§ **Stored data**
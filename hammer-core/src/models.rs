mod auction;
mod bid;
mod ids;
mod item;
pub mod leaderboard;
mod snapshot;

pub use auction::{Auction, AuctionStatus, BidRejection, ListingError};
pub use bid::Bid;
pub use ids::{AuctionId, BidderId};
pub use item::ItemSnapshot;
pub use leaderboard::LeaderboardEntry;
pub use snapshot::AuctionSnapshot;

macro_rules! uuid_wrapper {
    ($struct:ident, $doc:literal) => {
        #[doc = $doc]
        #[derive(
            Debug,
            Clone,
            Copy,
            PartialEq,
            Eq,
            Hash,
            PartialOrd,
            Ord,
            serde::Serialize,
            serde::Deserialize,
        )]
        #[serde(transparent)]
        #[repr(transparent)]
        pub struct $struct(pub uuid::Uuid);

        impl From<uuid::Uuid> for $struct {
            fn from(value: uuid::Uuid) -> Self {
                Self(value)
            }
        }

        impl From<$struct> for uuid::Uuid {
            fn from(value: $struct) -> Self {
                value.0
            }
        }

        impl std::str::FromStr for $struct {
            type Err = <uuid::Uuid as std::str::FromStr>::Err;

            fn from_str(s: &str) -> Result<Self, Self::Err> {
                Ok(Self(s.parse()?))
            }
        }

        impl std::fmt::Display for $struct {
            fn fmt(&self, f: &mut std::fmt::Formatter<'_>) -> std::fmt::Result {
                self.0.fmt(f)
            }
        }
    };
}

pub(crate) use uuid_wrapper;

§ **To do**
Where a line of the data holds the word "struct", copy that line.

§ **Reply**
    ($struct:ident, $doc:literal) => {
        pub struct $struct(pub uuid::Uuid);
        impl From<uuid::Uuid> for $struct {
        impl From<$struct> for uuid::Uuid {
            fn from(value: $struct) -> Self {
        impl std::str::FromStr for $struct {
        impl std::fmt::Display for $struct {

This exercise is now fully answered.